Your answer should consist of each line from the data below that contains "confident".

» **Records provided**:
---

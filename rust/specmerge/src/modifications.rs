//! Reconciliation of engine-specific modification tokens against the
//! canonical catalog.
//!
//! Each engine encodes chemical modifications its own way; by the time a
//! candidate reaches this module the token has been decoded into a mass
//! delta and a reported site. Reconciliation assigns a canonical catalog
//! name and a confirmed site to every variable modification, in four
//! phases:
//!
//! 1. candidate enumeration per compatible site (mass within the catalog
//!    resolution, terminal/residue specificity honored),
//! 2. terminal lock-in: an unambiguous N-/C-terminal match is assigned
//!    first and removed from further competition,
//! 3. unique interior assignment,
//! 4. greedy nearest-available-site alignment for whatever remains.
//!
//! Phase 4 is a greedy assignment, not an optimal bipartite matching; when
//! two unresolved matches compete for overlapping site sets an optimal
//! assignment could differ. The greedy behavior is kept deliberately.
//!
//! A match that survives no phase is tagged with the `"unknown"` sentinel
//! rather than dropped. Whether that degrades or rejects the assumption is
//! a configuration choice.

use crate::filter::RejectReason;
use crate::models::modification::ModificationCatalog;
use crate::models::{
    ModificationEntry,
    PeptideAssumption,
};
use std::collections::HashSet;
use std::sync::Arc;

/// How each modification match of an assumption was settled. Used by the
/// statistics and asserted on in tests.
#[derive(Debug, Clone, Copy, Default, PartialEq, Eq)]
pub struct ReconcileReport {
    pub terminal_locked: usize,
    pub unique_assigned: usize,
    pub greedy_aligned: usize,
    pub unknown: usize,
}

impl ReconcileReport {
    pub fn confident(&self) -> usize {
        self.terminal_locked + self.unique_assigned + self.greedy_aligned
    }
}

pub struct ModificationReconciler<'a> {
    catalog: &'a ModificationCatalog,
    allow_unknown: bool,
}

/// Candidate placements for one unresolved modification match.
struct Candidates<'a> {
    /// Index into `assumption.modifications`.
    mod_idx: usize,
    reported_site: usize,
    /// `(site, entry)` pairs, site-ascending; entries at the same site are
    /// name-ascending (catalog order).
    placements: Vec<(usize, &'a ModificationEntry)>,
}

impl<'a> ModificationReconciler<'a> {
    pub fn new(catalog: &'a ModificationCatalog, allow_unknown: bool) -> Self {
        Self {
            catalog,
            allow_unknown,
        }
    }

    /// Reconcile every variable modification on `assumption` in place.
    ///
    /// Fixed modifications arrive already canonical (the engines are
    /// configured with them by name) and are confirmed at their reported
    /// site as-is.
    pub fn reconcile(
        &self,
        assumption: &mut PeptideAssumption,
    ) -> std::result::Result<ReconcileReport, RejectReason> {
        let mut report = ReconcileReport::default();
        let sequence: Arc<str> = assumption.sequence.clone();
        let len = sequence.len();

        for m in assumption.modifications.iter_mut().filter(|m| !m.variable) {
            let name: Arc<str> = m.token.clone().into();
            let site = m.site;
            m.resolve(name, site);
        }

        let mut unresolved: Vec<Candidates> = assumption
            .modifications
            .iter()
            .enumerate()
            .filter(|(_, m)| m.variable && !m.is_resolved())
            .map(|(i, m)| Candidates {
                mod_idx: i,
                reported_site: m.site,
                placements: (1..=len)
                    .flat_map(|site| {
                        self.catalog
                            .compatible_at(m.mass, &sequence, site)
                            .into_iter()
                            .map(move |e| (site, e))
                    })
                    .collect(),
            })
            .collect();

        // Sites already holding an assignment; no second modification may
        // claim them.
        let mut claimed: HashSet<usize> = HashSet::new();

        // Phase 2: terminal lock-in. A terminal placement wins only when a
        // single terminal-specific entry fits and no other unresolved match
        // of the same mass competes for that terminus.
        let mut assigned: Vec<(usize, Arc<str>, usize)> = Vec::new();
        for ci in 0..unresolved.len() {
            let (reported, mass) = {
                let c = &unresolved[ci];
                (
                    c.reported_site,
                    assumption.modifications[c.mod_idx].mass,
                )
            };
            if reported != 1 && reported != len {
                continue;
            }
            let terminal_entries: Vec<&ModificationEntry> = unresolved[ci]
                .placements
                .iter()
                .filter(|(site, e)| *site == reported && e.specificity.is_terminal())
                .map(|(_, e)| *e)
                .collect();
            if terminal_entries.len() != 1 {
                continue;
            }
            let competing = unresolved.iter().enumerate().any(|(cj, other)| {
                cj != ci
                    && (assumption.modifications[other.mod_idx].mass - mass).abs()
                        <= ModificationCatalog::MASS_RESOLUTION
                    && other.placements.iter().any(|(site, _)| *site == reported)
            });
            if competing {
                continue;
            }
            assigned.push((ci, terminal_entries[0].name.clone(), reported));
            claimed.insert(reported);
            report.terminal_locked += 1;
        }
        Self::apply(&mut unresolved, &mut assigned, assumption);

        // Phase 3: interior sites with exactly one unclaimed candidate.
        for ci in 0..unresolved.len() {
            let open: Vec<(usize, &ModificationEntry)> = unresolved[ci]
                .placements
                .iter()
                .filter(|(site, _)| !claimed.contains(site))
                .map(|(site, e)| (*site, *e))
                .collect();
            if open.len() == 1 {
                let (site, entry) = open[0];
                assigned.push((ci, entry.name.clone(), site));
                claimed.insert(site);
                report.unique_assigned += 1;
            }
        }
        Self::apply(&mut unresolved, &mut assigned, assumption);

        // Phase 4: greedy alignment of leftovers to the nearest compatible
        // unclaimed site. Reported-site order keeps the pass deterministic.
        unresolved.sort_by_key(|c| (c.reported_site, c.mod_idx));
        for ci in 0..unresolved.len() {
            let reported = unresolved[ci].reported_site;
            let best = unresolved[ci]
                .placements
                .iter()
                .filter(|(site, _)| !claimed.contains(site))
                .min_by_key(|(site, e)| {
                    let dist = site.abs_diff(reported);
                    (dist, *site, e.name.clone())
                });
            if let Some((site, entry)) = best {
                assigned.push((ci, entry.name.clone(), *site));
                claimed.insert(*site);
                report.greedy_aligned += 1;
            }
        }
        Self::apply(&mut unresolved, &mut assigned, assumption);

        // Whatever is left has no compatible open site.
        for c in &unresolved {
            assumption.modifications[c.mod_idx].mark_unknown();
            report.unknown += 1;
        }
        if report.unknown > 0 && !self.allow_unknown {
            return Err(RejectReason::Modification);
        }

        Ok(report)
    }

    /// Write pending assignments into the assumption and drop the settled
    /// entries from the unresolved set.
    fn apply(
        unresolved: &mut Vec<Candidates>,
        assigned: &mut Vec<(usize, Arc<str>, usize)>,
        assumption: &mut PeptideAssumption,
    ) {
        if assigned.is_empty() {
            return;
        }
        let mut settled: Vec<usize> = Vec::with_capacity(assigned.len());
        for (ci, name, site) in assigned.drain(..) {
            let mod_idx = unresolved[ci].mod_idx;
            assumption.modifications[mod_idx].resolve(name, site);
            settled.push(ci);
        }
        settled.sort_unstable();
        for ci in settled.into_iter().rev() {
            unresolved.remove(ci);
        }
    }
}

#[cfg(test)]
mod tests {
    use super::*;
    use crate::models::{
        AdvocateId,
        ModificationMatch,
        SiteSpecificity,
    };

    fn catalog() -> ModificationCatalog {
        ModificationCatalog::new(vec![
            ModificationEntry::new("Acetylation", 42.0106, SiteSpecificity::NTerminus),
            ModificationEntry::new(
                "Oxidation",
                15.9949,
                SiteSpecificity::Residue {
                    residues: vec!['M'],
                },
            ),
            ModificationEntry::new(
                "Phosphorylation",
                79.9663,
                SiteSpecificity::Residue {
                    residues: vec!['S', 'T', 'Y'],
                },
            ),
            ModificationEntry::new("Amidation", -0.9840, SiteSpecificity::CTerminus),
        ])
    }

    fn assumption(seq: &str, mods: Vec<ModificationMatch>) -> PeptideAssumption {
        let mut a = PeptideAssumption::new(seq, 2, 0.001, AdvocateId::MSGF, 1000.0);
        a.modifications = mods;
        a
    }

    #[test]
    fn test_nterm_acetylation_locked_without_fallback() {
        let cat = catalog();
        let rec = ModificationReconciler::new(&cat, true);
        let mut a = assumption(
            "MKTAYK",
            vec![ModificationMatch::raw("+42.0106", 42.0106, 1, true)],
        );
        let report = rec.reconcile(&mut a).unwrap();
        assert_eq!(report.terminal_locked, 1);
        assert_eq!(report.greedy_aligned, 0);
        assert_eq!(report.unknown, 0);
        let m = &a.modifications[0];
        assert_eq!(m.canonical.as_deref(), Some("Acetylation"));
        assert_eq!(m.confirmed_site, Some(1));
    }

    #[test]
    fn test_unique_interior_assignment() {
        let cat = catalog();
        let rec = ModificationReconciler::new(&cat, true);
        // Single M in the sequence: oxidation has exactly one possible site
        let mut a = assumption(
            "PEMTIDEK",
            vec![ModificationMatch::raw("ox", 15.9949, 5, true)],
        );
        let report = rec.reconcile(&mut a).unwrap();
        assert_eq!(report.unique_assigned, 1);
        assert_eq!(a.modifications[0].canonical.as_deref(), Some("Oxidation"));
        // Confirmed at the actual M, not the misreported site
        assert_eq!(a.modifications[0].confirmed_site, Some(3));
    }

    #[test]
    fn test_greedy_alignment_nearest_site() {
        let cat = catalog();
        let rec = ModificationReconciler::new(&cat, true);
        // Two phosphorylations, three compatible sites (S2, T4, S6); both
        // reported at the same position must spread deterministically.
        let mut a = assumption(
            "ASATASK",
            vec![
                ModificationMatch::raw("p1", 79.9663, 4, true),
                ModificationMatch::raw("p2", 79.9663, 4, true),
            ],
        );
        let report = rec.reconcile(&mut a).unwrap();
        assert_eq!(report.greedy_aligned, 2);
        let sites: Vec<usize> = a
            .modifications
            .iter()
            .map(|m| m.confirmed_site.unwrap())
            .collect();
        // First claims T4 (distance 0), second claims S2 (distance 2,
        // smaller site wins over S6)
        assert_eq!(sites, vec![4, 2]);
    }

    #[test]
    fn test_unresolvable_tagged_unknown() {
        let cat = catalog();
        let rec = ModificationReconciler::new(&cat, true);
        // No catalog entry within 0.01 Da of 100.0
        let mut a = assumption(
            "PEPTIDEK",
            vec![ModificationMatch::raw("x100", 100.0, 3, true)],
        );
        let report = rec.reconcile(&mut a).unwrap();
        assert_eq!(report.unknown, 1);
        assert!(a.modifications[0].is_unknown());
        assert_eq!(a.modifications[0].confirmed_site, Some(3));
    }

    #[test]
    fn test_unknown_rejected_when_disallowed() {
        let cat = catalog();
        let rec = ModificationReconciler::new(&cat, false);
        let mut a = assumption(
            "PEPTIDEK",
            vec![ModificationMatch::raw("x100", 100.0, 3, true)],
        );
        assert_eq!(rec.reconcile(&mut a), Err(RejectReason::Modification));
    }

    #[test]
    fn test_fixed_modifications_pass_through() {
        let cat = catalog();
        let rec = ModificationReconciler::new(&cat, true);
        let mut a = assumption(
            "PECTIDEK",
            vec![ModificationMatch::raw("Carbamidomethylation", 57.0215, 3, false)],
        );
        let report = rec.reconcile(&mut a).unwrap();
        assert_eq!(report.confident(), 0);
        assert_eq!(
            a.modifications[0].canonical.as_deref(),
            Some("Carbamidomethylation")
        );
        assert_eq!(a.modifications[0].confirmed_site, Some(3));
    }

    #[test]
    fn test_resolved_mass_within_resolution() {
        let cat = catalog();
        let rec = ModificationReconciler::new(&cat, true);
        let mut a = assumption(
            "MKTAYSK",
            vec![
                ModificationMatch::raw("+42.011", 42.0106, 1, true),
                ModificationMatch::raw("+79.966", 79.9663, 6, true),
            ],
        );
        rec.reconcile(&mut a).unwrap();
        for m in a.modifications.iter().filter(|m| !m.is_unknown()) {
            let entry = cat.by_name(m.canonical.as_deref().unwrap()).unwrap();
            assert!((entry.mass - m.mass).abs() <= ModificationCatalog::MASS_RESOLUTION);
        }
    }
}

---

» **Response to the exercise**:
    pub fn confident(&self) -> usize {
        assert_eq!(report.confident(), 0);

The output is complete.